Start of THE RECORDS
// Copyright 2025 Burrow Contributors
//
// Licensed under the Apache License, Version 2.0 (the "License");
// you may not use this file except in compliance with the License.
// You may obtain a copy of the License at
//
//     http://www.apache.org/licenses/LICENSE-2.0
//
// Unless required by applicable law or agreed to in writing, software
// distributed under the License is distributed on an "AS IS" BASIS,
// WITHOUT WARRANTIES OR CONDITIONS OF ANY KIND, either express or implied.
// See the License for the specific language governing permissions and
// limitations under the License.
//
// SPDX-License-Identifier: Apache-2.0

//! Broker topology and health supervision.
//!
//! [`BrokerTopologyManager::initialize`] declares the queues, exchanges and
//! bindings the destinations need. Declared objects are remembered for the
//! lifetime of the connection, so calling it again on a live connection does
//! nothing.
//!
//! [`BrokerTopologyManager::supervise_health`] checks the broker on a fixed
//! interval. When the connection is gone it reconnects, declares the topology
//! again, reinitializes every watcher and replays the failure spool.

use crate::broker::{Broker, BrokerError};
use crate::delivery::DeliveryPipeline;
use crate::destination::Destination;
use crate::metrics::{self, ConnectionStatus};
use crate::watcher::WatcherHandle;
use std::collections::HashSet;
use std::sync::Arc;
use std::time::Duration;
use tokio::sync::{broadcast, Mutex};
use tokio::time::{interval_at, Instant, MissedTickBehavior};
use tracing::{debug, error, info, instrument, warn};

/// Default interval between broker health checks.
pub const DEFAULT_HEALTH_CHECK_INTERVAL: Duration = Duration::from_secs(30);

/// Objects declared on the current connection.
#[derive(Debug, Default)]
struct KnownTopology {
    queues: HashSet<String>,
    exchanges: HashSet<String>,
    /// (exchange, queue, routing key)
    bindings: HashSet<(String, String, String)>,
}

impl KnownTopology {
    fn clear(&mut self) {
        self.queues.clear();
        self.exchanges.clear();
        self.bindings.clear();
    }
}

/// Owns the broker connection's topology and health.
pub struct BrokerTopologyManager {
    broker: Arc<dyn Broker>,
    known: Mutex<KnownTopology>,
    health_check_interval: Duration,
}

impl std::fmt::Debug for BrokerTopologyManager {
    fn fmt(&self, f: &mut std::fmt::Formatter<'_>) -> std::fmt::Result {
        f.debug_struct("BrokerTopologyManager")
            .field("health_check_interval", &self.health_check_interval)
            .field("state", &self.broker.state())
            .finish_non_exhaustive()
    }
}

impl BrokerTopologyManager {
    /// Creates a manager checking health every `health_check_interval`.
    pub fn new(broker: Arc<dyn Broker>, health_check_interval: Duration) -> Self {
        Self {
            broker,
            known: Mutex::new(KnownTopology::default()),
            health_check_interval,
        }
    }

    /// The managed broker.
    #[must_use]
    pub fn broker(&self) -> &Arc<dyn Broker> {
        &self.broker
    }

    /// True when the broker connection is ready.
    #[must_use]
    pub fn is_healthy(&self) -> bool {
        self.broker.is_healthy()
    }

    /// Connects if needed and declares what `destinations` require.
    ///
    /// Queues are durable. Objects already declared on this connection are
    /// skipped.
    ///
    /// # Errors
    ///
    /// Returns the first connection or declaration error. Objects declared
    /// before the failure stay known.
    #[instrument(skip_all, fields(destinations = destinations.len()))]
    pub async fn initialize(&self, destinations: &[Destination]) -> Result<(), BrokerError> {
        let mut known = self.known.lock().await;

        if !self.broker.is_healthy() {
            known.clear();
            self.broker.connect().await?;
            info!("Connected to broker");
        }

        for destination in destinations {
            let queue = destination.name.as_str();

            if !known.queues.contains(queue) {
                self.broker.declare_queue(queue, true).await?;
                debug!(queue, "Declared queue");
                known.queues.insert(queue.to_string());
            }

            let Some(exchange) = &destination.exchange else {
                continue;
            };

            if !known.exchanges.contains(&exchange.name) {
                self.broker
                    .declare_exchange(&exchange.name, exchange.kind)
                    .await?;
                debug!(exchange = %exchange.name, kind = %exchange.kind, "Declared exchange");
                known.exchanges.insert(exchange.name.clone());
            }

            let binding = (
                exchange.name.clone(),
                queue.to_string(),
                exchange.routing_key.clone(),
            );
            if !known.bindings.contains(&binding) {
                self.broker
                    .bind_queue(queue, &exchange.name, &exchange.routing_key)
                    .await?;
                debug!(
                    queue,
                    exchange = %exchange.name,
                    routing_key = %exchange.routing_key,
                    "Bound queue"
                );
                known.bindings.insert(binding);
            }
        }

        metrics::set_broker_status(ConnectionStatus::Up);
        Ok(())
    }

    /// Closes the connection and forgets the declared topology.
    ///
    /// # Errors
    ///
    /// Returns an error if the broker failed to close cleanly. The topology is
    /// forgotten regardless.
    pub async fn close(&self) -> Result<(), BrokerError> {
        self.known.lock().await.clear();
        metrics::set_broker_status(ConnectionStatus::Down);
        self.broker.close().await
    }

    /// Checks broker health every interval until `shutdown` fires.
    ///
    /// The first check happens one interval after the call.
    #[instrument(skip_all, fields(interval = ?self.health_check_interval))]
    pub async fn supervise_health(
        &self,
        watchers: Vec<WatcherHandle>,
        pipeline: DeliveryPipeline,
        mut shutdown: broadcast::Receiver<()>,
    ) {
        let mut ticker = interval_at(
            Instant::now() + self.health_check_interval,
            self.health_check_interval,
        );
        ticker.set_missed_tick_behavior(MissedTickBehavior::Skip);

        info!(watchers = watchers.len(), "Starting health supervisor");

        loop {
            tokio::select! {
                _ = shutdown.recv() => {
                    info!("Health supervisor shutting down");
                    break;
                }
                _ = ticker.tick() => self.health_cycle(&watchers, &pipeline).await,
            }
        }
    }

    /// One supervision pass.
    ///
    /// Healthy: replays the spool if anything is waiting in it. Unhealthy:
    /// reconnects, redeclares, reinitializes watchers, then replays.
    pub async fn health_cycle(&self, watchers: &[WatcherHandle], pipeline: &DeliveryPipeline) {
        if self.is_healthy() {
            metrics::set_broker_status(ConnectionStatus::Up);
            match pipeline.spooled().await {
                Ok(0) => {}
                Ok(pending) => {
                    debug!(pending, "Broker healthy with spooled messages");
                    replay(pipeline).await;
                }
                Err(e) => warn!(error = %e, "Failed to read spool size"),
            }
            return;
        }

        warn!("Broker connection unhealthy, reconnecting");
        metrics::set_broker_status(ConnectionStatus::Down);

        if let Err(e) = self.close().await {
            debug!(error = %e, "Error closing stale broker connection");
        }

        if let Err(e) = self.initialize(pipeline.destinations()).await {
            error!(
                error = %e,
                retryable = e.is_retryable(),
                "Broker reconnection failed, retrying on next health check"
            );
            return;
        }

        metrics::increment_broker_reconnects();
        info!("Broker connection restored");

        for watcher in watchers {
            debug!(collection = %watcher.collection(), "Reinitializing watcher");
            watcher.reinitialize();
        }

        replay(pipeline).await;
    }
}

async fn replay(pipeline: &DeliveryPipeline) {
    if let Err(e) = pipeline.replay().await {
        error!(error = %e, "Spool replay failed, retrying on next health check");
    }
}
End of THE RECORDS
**HOW TO COMPLETE THIS TASK:**
Copy out the entries above again, keeping them exact.

**TASK ANSWER:**
// Copyright 2025 Burrow Contributors
//
// Licensed under the Apache License, Version 2.0 (the "License");
// you may not use this file except in compliance with the License.
// You may obtain a copy of the License at
//
//     http://www.apache.org/licenses/LICENSE-2.0
//
// Unless required by applicable law or agreed to in writing, software
// distributed under the License is distributed on an "AS IS" BASIS,
// WITHOUT WARRANTIES OR CONDITIONS OF ANY KIND, either express or implied.
// See the License for the specific language governing permissions and
// limitations under the License.
//
// SPDX-License-Identifier: Apache-2.0

//! Broker topology and health supervision.
//!
//! [`BrokerTopologyManager::initialize`] declares the queues, exchanges and
//! bindings the destinations need. Declared objects are remembered for the
//! lifetime of the connection, so calling it again on a live connection does
//! nothing.
//!
//! [`BrokerTopologyManager::supervise_health`] checks the broker on a fixed
//! interval. When the connection is gone it reconnects, declares the topology
//! again, reinitializes every watcher and replays the failure spool.

use crate::broker::{Broker, BrokerError};
use crate::delivery::DeliveryPipeline;
use crate::destination::Destination;
use crate::metrics::{self, ConnectionStatus};
use crate::watcher::WatcherHandle;
use std::collections::HashSet;
use std::sync::Arc;
use std::time::Duration;
use tokio::sync::{broadcast, Mutex};
use tokio::time::{interval_at, Instant, MissedTickBehavior};
use tracing::{debug, error, info, instrument, warn};

/// Default interval between broker health checks.
pub const DEFAULT_HEALTH_CHECK_INTERVAL: Duration = Duration::from_secs(30);

/// Objects declared on the current connection.
#[derive(Debug, Default)]
struct KnownTopology {
    queues: HashSet<String>,
    exchanges: HashSet<String>,
    /// (exchange, queue, routing key)
    bindings: HashSet<(String, String, String)>,
}

impl KnownTopology {
    fn clear(&mut self) {
        self.queues.clear();
        self.exchanges.clear();
        self.bindings.clear();
    }
}

/// Owns the broker connection's topology and health.
pub struct BrokerTopologyManager {
    broker: Arc<dyn Broker>,
    known: Mutex<KnownTopology>,
    health_check_interval: Duration,
}

impl std::fmt::Debug for BrokerTopologyManager {
    fn fmt(&self, f: &mut std::fmt::Formatter<'_>) -> std::fmt::Result {
        f.debug_struct("BrokerTopologyManager")
            .field("health_check_interval", &self.health_check_interval)
            .field("state", &self.broker.state())
            .finish_non_exhaustive()
    }
}

impl BrokerTopologyManager {
    /// Creates a manager checking health every `health_check_interval`.
    pub fn new(broker: Arc<dyn Broker>, health_check_interval: Duration) -> Self {
        Self {
            broker,
            known: Mutex::new(KnownTopology::default()),
            health_check_interval,
        }
    }

    /// The managed broker.
    #[must_use]
    pub fn broker(&self) -> &Arc<dyn Broker> {
        &self.broker
    }

    /// True when the broker connection is ready.
    #[must_use]
    pub fn is_healthy(&self) -> bool {
        self.broker.is_healthy()
    }

    /// Connects if needed and declares what `destinations` require.
    ///
    /// Queues are durable. Objects already declared on this connection are
    /// skipped.
    ///
    /// # Errors
    ///
    /// Returns the first connection or declaration error. Objects declared
    /// before the failure stay known.
    #[instrument(skip_all, fields(destinations = destinations.len()))]
    pub async fn initialize(&self, destinations: &[Destination]) -> Result<(), BrokerError> {
        let mut known = self.known.lock().await;

        if !self.broker.is_healthy() {
            known.clear();
            self.broker.connect().await?;
            info!("Connected to broker");
        }

        for destination in destinations {
            let queue = destination.name.as_str();

            if !known.queues.contains(queue) {
                self.broker.declare_queue(queue, true).await?;
                debug!(queue, "Declared queue");
                known.queues.insert(queue.to_string());
            }

            let Some(exchange) = &destination.exchange else {
                continue;
            };

            if !known.exchanges.contains(&exchange.name) {
                self.broker
                    .declare_exchange(&exchange.name, exchange.kind)
                    .await?;
                debug!(exchange = %exchange.name, kind = %exchange.kind, "Declared exchange");
                known.exchanges.insert(exchange.name.clone());
            }

            let binding = (
                exchange.name.clone(),
                queue.to_string(),
                exchange.routing_key.clone(),
            );
            if !known.bindings.contains(&binding) {
                self.broker
                    .bind_queue(queue, &exchange.name, &exchange.routing_key)
                    .await?;
                debug!(
                    queue,
                    exchange = %exchange.name,
                    routing_key = %exchange.routing_key,
                    "Bound queue"
                );
                known.bindings.insert(binding);
            }
        }

        metrics::set_broker_status(ConnectionStatus::Up);
        Ok(())
    }

    /// Closes the connection and forgets the declared topology.
    ///
    /// # Errors
    ///
    /// Returns an error if the broker failed to close cleanly. The topology is
    /// forgotten regardless.
    pub async fn close(&self) -> Result<(), BrokerError> {
        self.known.lock().await.clear();
        metrics::set_broker_status(ConnectionStatus::Down);
        self.broker.close().await
    }

    /// Checks broker health every interval until `shutdown` fires.
    ///
    /// The first check happens one interval after the call.
    #[instrument(skip_all, fields(interval = ?self.health_check_interval))]
    pub async fn supervise_health(
        &self,
        watchers: Vec<WatcherHandle>,
        pipeline: DeliveryPipeline,
        mut shutdown: broadcast::Receiver<()>,
    ) {
        let mut ticker = interval_at(
            Instant::now() + self.health_check_interval,
            self.health_check_interval,
        );
        ticker.set_missed_tick_behavior(MissedTickBehavior::Skip);

        info!(watchers = watchers.len(), "Starting health supervisor");

        loop {
            tokio::select! {
                _ = shutdown.recv() => {
                    info!("Health supervisor shutting down");
                    break;
                }
                _ = ticker.tick() => self.health_cycle(&watchers, &pipeline).await,
            }
        }
    }

    /// One supervision pass.
    ///
    /// Healthy: replays the spool if anything is waiting in it. Unhealthy:
    /// reconnects, redeclares, reinitializes watchers, then replays.
    pub async fn health_cycle(&self, watchers: &[WatcherHandle], pipeline: &DeliveryPipeline) {
        if self.is_healthy() {
            metrics::set_broker_status(ConnectionStatus::Up);
            match pipeline.spooled().await {
                Ok(0) => {}
                Ok(pending) => {
                    debug!(pending, "Broker healthy with spooled messages");
                    replay(pipeline).await;
                }
                Err(e) => warn!(error = %e, "Failed to read spool size"),
            }
            return;
        }

        warn!("Broker connection unhealthy, reconnecting");
        metrics::set_broker_status(ConnectionStatus::Down);

        if let Err(e) = self.close().await {
            debug!(error = %e, "Error closing stale broker connection");
        }

        if let Err(e) = self.initialize(pipeline.destinations()).await {
            error!(
                error = %e,
                retryable = e.is_retryable(),
                "Broker reconnection failed, retrying on next health check"
            );
            return;
        }

        metrics::increment_broker_reconnects();
        info!("Broker connection restored");

        for watcher in watchers {
            debug!(collection = %watcher.collection(), "Reinitializing watcher");
            watcher.reinitialize();
        }

        replay(pipeline).await;
    }
}

async fn replay(pipeline: &DeliveryPipeline) {
    if let Err(e) = pipeline.replay().await {
        error!(error = %e, "Spool replay failed, retrying on next health check");
    }
}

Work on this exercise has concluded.